I'm 49 and I'm tired of menstruating.
I've never had particularly awful menstrual cycles, just the run-of-the mill premenstrual irritability, bloating, spaced-outness, craving for sugar, sleeplessness at night, sleepiness in the day and, in more recent years, mild headaches. (Not all of these every time.) Then when the period itself starts, I sometimes get cramps, bloating, achiness, tiredness and inability to concentrate.
Not to mention the need to buy tampons, the blood stains on sheets and underwear and clothing, the annoying discovery of the need to change tampons when you have gone to the toilet without a tampon (at work). Etcetera.
I've been going through all this for 37 years now. I have one child. There hasn't been a remote chance that I would get pregnant if I tried to for the past few years. So these bodily cycles are redundant, a waste of my time, energy and money.
I suppose you could argue that they put me in touch with my essential physical self. I have myself been known to argue that, when I was in my 30s and looking for rationales for having to go through the monthly fluctuations. Trying to put the best possible face on it. And there's a grain of truth there. It can be fascinating and reassuring to realise that your bad mood is simply hormonal. There's something wonderful about the lifting of the fog hours before the period arrives. It was always interesting to keep a menstrual calendar and watch the variations. To have a very long cycle if something dreadful had happened. Or a very short cycle for the same reason. To realise that an increase in appetite signalled that I had ovulated. To see the stretchy mucous.
As I said, I haven't had particularly bad periods, not compared to those women who have to go to bed with a hot water bottle (this was a particularly popular approach in England). Who have to take compound painkillers. Who have to wear a pad plus a tampon.
And in the past few years, my periods have lightened a lot, a sign that menopause is on its way. But maybe because they have lightened, I keep being caught out by them. A month ago I had to walk quickly home from the local markets as I realised that blood was dripping down my leg. Honestly - I'm 49! This is ridiculous. Today I have blood stains on my newly washed linen trousers. Of course, no one but me can see them, but that's not the point. This is simply tedious. It serves no good purpose.

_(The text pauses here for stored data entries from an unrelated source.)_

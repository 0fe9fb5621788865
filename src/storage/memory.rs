use std::path::PathBuf;
use std::sync::Arc;
use async_trait::async_trait;
use parking_lot::RwLock;
use tokio::sync::{Mutex, OwnedMutexGuard};
use crate::core::config::Config;
use crate::core::error::{Error, ErrorKind, Result};
use crate::core::types::{Document, Nid};
use crate::index::key::IndexKey;
use crate::index::posting::{Posting, PostingId};
use crate::storage::snapshot::Snapshot;
use crate::storage::tables::Tables;
use crate::storage::{Storage, StorageTransaction, TransactionMode};

struct Shared {
    tables: RwLock<Arc<Tables>>,
    writer: Arc<Mutex<()>>,
    snapshot_path: Option<PathBuf>,
}

/// Copy-on-write table storage.
///
/// Readers pin the last committed `Arc<Tables>`; the single writer holds the
/// writer lock, mutates a private copy and swaps it in on commit. With a
/// snapshot path configured, each commit is persisted before it is published.
///
/// Every read-write transaction clones the whole collection when it begins,
/// and every persisted commit rewrites the whole snapshot file. Both costs grow
/// with the collection, not with the size of the write, so batch writes into
/// one transaction rather than committing per document.
#[derive(Clone)]
pub struct MemoryStorage {
    shared: Arc<Shared>,
}

impl MemoryStorage {
    pub fn new() -> Self {
        Self::with_snapshot_path(None)
    }

    pub fn from_config(config: &Config) -> Self {
        Self::with_snapshot_path(config.snapshot_path())
    }

    pub fn with_snapshot_path(snapshot_path: Option<PathBuf>) -> Self {
        MemoryStorage {
            shared: Arc::new(Shared {
                tables: RwLock::new(Arc::new(Tables::new())),
                writer: Arc::new(Mutex::new(())),
                snapshot_path,
            }),
        }
    }

    /// Committed state, for diagnostics.
    pub fn committed(&self) -> Arc<Tables> {
        self.shared.tables.read().clone()
    }
}

impl Default for MemoryStorage {
    fn default() -> Self {
        Self::new()
    }
}

#[async_trait]
impl Storage for MemoryStorage {
    type Transaction = MemoryTransaction;

    async fn open(&self) -> Result<()> {
        let Some(path) = &self.shared.snapshot_path else {
            return Ok(());
        };

        match Snapshot::load(path).await? {
            Some(snapshot) => {
                tracing::info!(
                    "Loaded snapshot {:?} saved at {} ({} records)",
                    path,
                    snapshot.saved_at,
                    snapshot.tables.record_count()
                );
                *self.shared.tables.write() = Arc::new(snapshot.tables);
            }
            None => tracing::info!("No snapshot at {:?}, starting empty", path),
        }
        Ok(())
    }

    async fn begin(&self, mode: TransactionMode) -> Result<MemoryTransaction> {
        let state = match mode {
            TransactionMode::ReadOnly => TxnState::ReadOnly(self.committed()),
            TransactionMode::ReadWrite => {
                let guard = self.shared.writer.clone().lock_owned().await;
                let tables = Tables::clone(&self.committed());
                TxnState::ReadWrite {
                    tables,
                    shared: self.shared.clone(),
                    _guard: guard,
                }
            }
        };

        Ok(MemoryTransaction { mode, state })
    }
}

enum TxnState {
    ReadOnly(Arc<Tables>),
    ReadWrite {
        tables: Tables,
        shared: Arc<Shared>,
        _guard: OwnedMutexGuard<()>,
    },
}

pub struct MemoryTransaction {
    mode: TransactionMode,
    state: TxnState,
}

impl MemoryTransaction {
    fn tables(&self) -> &Tables {
        match &self.state {
            TxnState::ReadOnly(tables) => tables,
            TxnState::ReadWrite { tables, .. } => tables,
        }
    }

    fn tables_mut(&mut self) -> Result<&mut Tables> {
        match &mut self.state {
            TxnState::ReadWrite { tables, .. } => Ok(tables),
            TxnState::ReadOnly(_) => Err(Error::new(
                ErrorKind::InvalidState,
                "Transaction is read-only".to_string(),
            )),
        }
    }
}

#[async_trait]
impl StorageTransaction for MemoryTransaction {
    fn mode(&self) -> TransactionMode {
        self.mode
    }

    async fn add_record(&mut self, document: Document) -> Result<Nid> {
        self.tables_mut()?.add_record(document)
    }

    async fn get_record(&self, nid: Nid) -> Result<Option<Document>> {
        Ok(self.tables().get_record(nid).cloned())
    }

    async fn record_nid(&self, id: &str) -> Result<Option<Nid>> {
        Ok(self.tables().record_nid(id))
    }

    async fn contains_record(&self, nid: Nid) -> Result<bool> {
        Ok(self.tables().contains_record(nid))
    }

    async fn record_nids(&self) -> Result<Vec<Nid>> {
        Ok(self.tables().record_nids())
    }

    async fn delete_record(&mut self, nid: Nid) -> Result<()> {
        self.tables_mut()?.delete_record(nid);
        Ok(())
    }

    async fn add_posting(&mut self, posting: Posting) -> Result<PostingId> {
        Ok(self.tables_mut()?.add_posting(posting))
    }

    async fn postings_by_key(&self, key: &IndexKey) -> Result<Vec<Posting>> {
        Ok(self.tables().postings_by_key(key))
    }

    async fn postings_with_prefix(&self, prefix: &IndexKey) -> Result<Vec<Posting>> {
        Ok(self.tables().postings_with_prefix(prefix))
    }

    async fn posting_ids_by_nid(&self, nid: Nid) -> Result<Vec<PostingId>> {
        Ok(self.tables().posting_ids_by_nid(nid))
    }

    async fn delete_posting(&mut self, id: PostingId) -> Result<()> {
        self.tables_mut()?.delete_posting(id);
        Ok(())
    }

    async fn get_metadata(&self, key: &str) -> Result<Option<String>> {
        Ok(self.tables().get_metadata(key).map(str::to_string))
    }

    async fn put_metadata(&mut self, key: &str, value: String) -> Result<()> {
        self.tables_mut()?.put_metadata(key, value);
        Ok(())
    }

    async fn clear(&mut self) -> Result<()> {
        self.tables_mut()?.clear();
        Ok(())
    }

    async fn commit(self) -> Result<()> {
        let TxnState::ReadWrite { tables, shared, _guard } = self.state else {
            return Ok(());
        };

        let tables = match &shared.snapshot_path {
            Some(path) => {
                let snapshot = Snapshot::new(tables);
                snapshot.save(path).await?;
                tracing::debug!("Persisted snapshot to {:?}", path);
                snapshot.tables
            }
            None => tables,
        };

        *shared.tables.write() = Arc::new(tables);
        Ok(())
    }

    fn abort(self) {
        // dropping the private copy releases the writer lock
    }
}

I'm sure I'll have a moment of sentimentality when they finally stop. And of course there's a much larger readjustment required with menopause, the acceptance of myself as middle-aged, as ageing, as no longer young. I think that's been gradually creeping up on me since I was 45, though. Maybe the fact that I'm now so impatient with having periods indicates that I'm close to accepting it.
I have no particular worries about menopause itself. My older sister has had an easy time of it. My best friend, although she had hot flushes for a number of years, wasn't overwhelmed by them. All the women I know who've had hysterectomies had fibroids and were in their 40s. In fact, come to think of it, I don't know anyone who's had a truly awful menopause. It can't be anything worse than the menstrual cycle itself throws at us, surely. After almost 40 years of hormonal ups and downs, I think I'll manage.